Lorca Smetana—farmer, climber, and resilience coach— invited us to tap into the present moment before releasing a flock of white doves to the sky. As the birds took flight, the evening unfolded into dialogue. Food Lens Bozeman, an initiative looking at the future of land and water management, affordable housing, education, healthcare, and community governance in Gallatin Valley, filtered through every facet of food security, brought together a group of Bozeman voices—farmers, climbers, storytellers, and entrepreneurs—who shared how their connection to food, land, and community has shaped their lives. The conversation culminated in an invitation to everyone present to contribute their own unique skills into strengthening Gallatin Valley’s local food system.
Vision to Action
Smith says an exciting idea that came out of the Bozeman Farm To Crag event was a Farm To Crag CSA support fund. “We’ve been working as an organization to deliver programs that support our mission and support regenerative agriculture as a climate-change solution,” she says. “Ultimately, it comes back to farmers.”
After meeting with Gallatin Valley farmers to discuss how Farm To Crag can support them, Smith and her team decided on a CSA fund that would help make local food more accessible to people who struggle to afford it.
“It’s an effort to say we want to work toward fair food equity and food security by creating a pool of money that goes right to farmers’ pockets and supports people who couldn’t otherwise afford a CSA,” says Smith.
The pilot program launches this spring starting with three Gallatin Valley farms: Chance Farm, Gallatin Valley Botanical, and Amaltheia Organic Dairy, as well as two farms in California. Smith says the organization is keeping the project small and local for now, but if it aligns with funding, it will be expanded next year.
Valerie Niederer—harvest, sales, and CSA manager of Chance Farm—says the program is going to help with retention of CSA customers while encouraging new members to subscribe.
For Chance Farm, that means a $150 subsidy, provided by the Farm To Crag CSA fund, will be applied to 25 of their subscribers. Applications are open for single people with an annual income of $50,000 or under, two or more people with an income of $90,000 or under, or full-time students.
“There is an obvious throughline between the folks who want open spaces to stay open and farmlands to stay undeveloped farmlands,” says Niederer. “It makes a lot of sense to bring [outdoor people] into the fold: people who care about food systems and want to learn more about farming.”
Growing the Future
Between climbing and belaying one another we eat sandwiches on thick homemade bread exploding with locally grown vegetables. We delight in chocolate chip Montana-grown kamut cookies from Together Bakery and indulge in conversation and company.
Three 9-year-old girls—electric balls of energy who have been wearing climbing harnesses since before they could walk—climb with Jeannie Wall, founder of Broad Beta. The girls giggle and shriek their enthusiasm, and I can’t help but be overcome by how lucky they are to have women like these as role models.

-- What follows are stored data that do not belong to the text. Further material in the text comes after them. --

//! Unified error type for the warp-gradient public API.
//!
//! [`WarpError`] wraps the crate's parse errors into a single enum for
//! convenient `?` propagation in application code. Warping itself is a
//! total function and never fails; errors only arise at the input-parsing
//! front door.

use std::fmt;

use crate::color::ParseColorError;
use crate::stops::ParseModeError;

/// Unified error type for the warp-gradient public API.
///
/// # Example
///
/// ```
/// use warp_gradient::{GradientWarper, WarpError};
///
/// fn build() -> Result<GradientWarper, WarpError> {
///     GradientWarper::from_hex(&[("#000000", 0.0), ("#FFFFFF", 1.0)])
/// }
/// ```
#[derive(Debug)]
pub enum WarpError {
    /// Color parsing error (invalid hex string)
    ParseColor(ParseColorError),
    /// Unknown interpolation mode name
    ParseMode(ParseModeError),
}

impl fmt::Display for WarpError {
    fn fmt(&self, f: &mut fmt::Formatter<'_>) -> fmt::Result {
        match self {
            WarpError::ParseColor(err) => write!(f, "color parse error: {}", err),
            WarpError::ParseMode(err) => write!(f, "mode parse error: {}", err),
        }
    }
}

impl std::error::Error for WarpError {
    fn source(&self) -> Option<&(dyn std::error::Error + 'static)> {
        match self {
            WarpError::ParseColor(err) => Some(err),
            WarpError::ParseMode(err) => Some(err),
        }
    }
}

impl From<ParseColorError> for WarpError {
    fn from(err: ParseColorError) -> Self {
        WarpError::ParseColor(err)
    }
}

impl From<ParseModeError> for WarpError {
    fn from(err: ParseModeError) -> Self {
        WarpError::ParseMode(err)
    }
}
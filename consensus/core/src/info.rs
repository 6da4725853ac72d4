use crate::field::Field;
use bitflags::bitflags;
use serde::{Deserialize, Serialize};
use xdag_hashes::Hash;

bitflags! {
    /// Lifecycle flags a block accumulates as the DAG engine confirms it.
    #[derive(Debug, Clone, Copy, PartialEq, Eq, Default, Serialize, Deserialize)]
    pub struct BlockFlags: u16 {
        /// Accepted main block.
        const MAIN = 0x01;
        /// Member of the current main chain.
        const MAIN_CHAIN = 0x02;
        /// Amounts have been applied.
        const APPLIED = 0x04;
        /// Referenced by a main block.
        const MAIN_REF = 0x08;
        /// Referenced by some block (no longer an orphan).
        const REF = 0x10;
        /// Created by a locally held key.
        const OURS = 0x20;
        /// Held in the extra (pre-connect) pool.
        const EXTRA = 0x40;
        /// Carries a remark field.
        const REMARK = 0x80;
    }
}

/// Snapshot payload attached to blocks restored from a chain snapshot.
/// `pubkey` selects whether `data` is a compressed public key or the
/// block's raw bytes.
#[derive(Debug, Clone, PartialEq, Eq, Serialize, Deserialize)]
pub struct SnapshotInfo {
    pub pubkey: bool,
    pub data: Vec<u8>,
}

/// Persisted block metadata, decoupled from the raw 512 bytes. Created
/// when a block is first validated; mutated as it gains confirmations;
/// never deleted, only re-flagged.
#[derive(Debug, Clone, PartialEq, Eq, Default, Serialize, Deserialize)]
pub struct BlockInfo {
    pub type_word: u64,
    pub flags: BlockFlags,
    pub height: u64,
    pub difficulty: u128,
    pub ref_link: Option<Hash>,
    pub max_diff_link: Option<Hash>,
    pub fee: u64,
    pub remark: Option<Field>,
    pub hash: Hash,
    pub hash_low: Hash,
    pub amount: u64,
    pub timestamp: u64,
    pub snapshot: Option<SnapshotInfo>,
}

impl BlockInfo {
    /// Identity-and-progress equality, the subset the original compares:
    /// two infos describe the same confirmed block state.
    pub fn same_state(&self, other: &BlockInfo) -> bool {
        self.type_word == other.type_word
            && self.flags == other.flags
            && self.height == other.height
            && self.amount == other.amount
            && self.timestamp == other.timestamp
            && self.hash == other.hash
    }
}
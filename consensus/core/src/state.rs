use serde::{Deserialize, Serialize};
use std::fmt::{Display, Formatter};

/// Node lifecycle / sync state, reported to operators and exchanged in
/// peer status messages.
#[derive(Debug, Clone, Copy, PartialEq, Eq, Serialize, Deserialize)]
pub enum XdagState {
    Init,
    GeneratingKeys,
    ResettingEngine,
    LoadingBlocks,
    Stopped,
    ConnectingDevnet,
    ConnectingTestnet,
    ConnectingMainnet,
    SyncingDevnet,
    SyncingTestnet,
    SyncingMainnet,
    SyncedDevnet,
    SyncedTestnet,
    SyncedMainnet,
    Transfer,
}

impl Display for XdagState {
    fn fmt(&self, f: &mut Formatter<'_>) -> std::fmt::Result {
        let description = match self {
            XdagState::Init => "Pool initializing....",
            XdagState::GeneratingKeys => "Generating keys...",
            XdagState::ResettingEngine => "The local storage is corrupted. Resetting blocks engine.",
            XdagState::LoadingBlocks => "Loading blocks from the local storage.",
            XdagState::Stopped => "Blocks loaded. Waiting for 'run' command.",
            XdagState::ConnectingDevnet => "Trying to connect to the dev network.",
            XdagState::ConnectingTestnet => "Trying to connect to the test network.",
            XdagState::ConnectingMainnet => "Trying to connect to the main network.",
            XdagState::SyncingDevnet => "Connected to the dev network. Synchronizing.",
            XdagState::SyncingTestnet => "Connected to the test network. Synchronizing.",
            XdagState::SyncingMainnet => "Connected to the main network. Synchronizing.",
            XdagState::SyncedDevnet => "Synchronized with the dev network. Normal testing.",
            XdagState::SyncedTestnet => "Synchronized with the test network. Normal testing.",
            XdagState::SyncedMainnet => "Synchronized with the main network. Normal operation.",
            XdagState::Transfer => "Waiting for transfer to complete.",
        };
        f.write_str(description)
    }
}

/// A state cell with a one-deep rollback slot, used when the node briefly
/// enters a transient state (e.g. transfer) and must restore the previous
/// one afterwards.
#[derive(Debug, Clone)]
pub struct StateMachine {
    current: XdagState,
    saved: Option<XdagState>,
}

impl StateMachine {
    pub fn new() -> Self {
        Self { current: XdagState::Init, saved: None }
    }

    pub fn state(&self) -> XdagState {
        self.current
    }

    pub fn set(&mut self, state: XdagState) {
        self.current = state;
        self.saved = None;
    }

    pub fn set_temporary(&mut self, state: XdagState) {
        self.saved = Some(self.current);
        self.current = state;
    }

    pub fn rollback(&mut self) {
        if let Some(saved) = self.saved.take() {
            self.current = saved;
        }
    }
}

impl Default for StateMachine {
    fn default() -> Self {
        Self::new()
    }
}
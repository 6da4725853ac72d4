use crate::XDAG_FIELD_SIZE;
use serde::{Deserialize, Serialize};

/// Semantic tag of a field slot. The discriminants are the wire nibble
/// values carried in the block's 64-bit type word and must not change.
#[derive(Debug, Clone, Copy, PartialEq, Eq, Serialize, Deserialize)]
#[repr(u8)]
pub enum FieldType {
    Nonce = 0,
    Head = 1,
    In = 2,
    Out = 3,
    SignIn = 4,
    SignOut = 5,
    PublicKeyEven = 6,
    PublicKeyOdd = 7,
    HeadTest = 8,
    Remark = 9,
    Reserve1 = 10,
    Reserve2 = 11,
    Reserve3 = 12,
    Reserve4 = 13,
    Reserve5 = 14,
    Reserve6 = 15,
}

impl FieldType {
    /// Decodes a 4-bit nibble. Total: every nibble value is a valid tag.
    #[inline]
    pub fn from_nibble(nibble: u8) -> FieldType {
        match nibble & 0x0f {
            0 => FieldType::Nonce,
            1 => FieldType::Head,
            2 => FieldType::In,
            3 => FieldType::Out,
            4 => FieldType::SignIn,
            5 => FieldType::SignOut,
            6 => FieldType::PublicKeyEven,
            7 => FieldType::PublicKeyOdd,
            8 => FieldType::HeadTest,
            9 => FieldType::Remark,
            10 => FieldType::Reserve1,
            11 => FieldType::Reserve2,
            12 => FieldType::Reserve3,
            13 => FieldType::Reserve4,
            14 => FieldType::Reserve5,
            _ => FieldType::Reserve6,
        }
    }

    #[inline]
    pub fn nibble(self) -> u8 {
        self as u8
    }

    #[inline]
    pub fn is_signature(self) -> bool {
        matches!(self, FieldType::SignIn | FieldType::SignOut)
    }
}

/// A 32-byte field slot. The type tag is never stored alongside the
/// payload; it always comes from the owning block's type word.
#[derive(Debug, Clone, Copy, PartialEq, Eq, Serialize, Deserialize)]
pub struct Field(pub [u8; XDAG_FIELD_SIZE]);

impl Field {
    pub const ZERO: Field = Field([0u8; XDAG_FIELD_SIZE]);

    /// Wrapping sum of the field's four little-endian u64 words, the unit
    /// of the block checksum fed into the storage sum trees.
    #[inline]
    pub fn word_sum(&self) -> u64 {
        let mut sum = 0u64;
        for chunk in self.0.chunks_exact(8) {
            sum = sum.wrapping_add(u64::from_le_bytes(chunk.try_into().expect("chunks are exactly 8 bytes")));
        }
        sum
    }

    #[inline]
    pub fn is_zero(&self) -> bool {
        self.0 == [0u8; XDAG_FIELD_SIZE]
    }
}

impl AsRef<[u8]> for Field {
    fn as_ref(&self) -> &[u8] {
        &self.0
    }
}

impl Default for Field {
    fn default() -> Self {
        Field::ZERO
    }
}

Watching these connections unfold across generations, the true purpose of Farm To Crag comes into focus: “Our lives are interconnected with the people who nourish us,” Rutherford says. “At some point I realized: Climbers aren’t going to save the world; farmers are.”
AREA EVENTS
Old Salt Festival June 20–22 Mannix Family Ranch Farm To Crag will join the Old Salt Co-op for the third annual Old Salt Festival to celebrate Montana land stewardship, food as medicine, and the connection between eaters and producers.
Bozeman Farm To Crag September 6 Chance Farm For the third year in a row, join the Farm To Crag team for an exploration of the intersection between agriculture and the great outdoors. Activities will include rock climbing, fly fishing, volunteer farm work, a farm dinner, live music, and panel discussion, with programming centered around supporting our local producers and learning about the work that goes into regenerative organic farming, the economics of farming in the Gallatin Valley, and celebrating community-supported agriculture (CSA).
Bozeman Ice Festival December 10–14 Multiple Locations Farm To Crag will join in ice climbing clinics as well as host a small dinner of local, organic food made by expert chefs and climbers.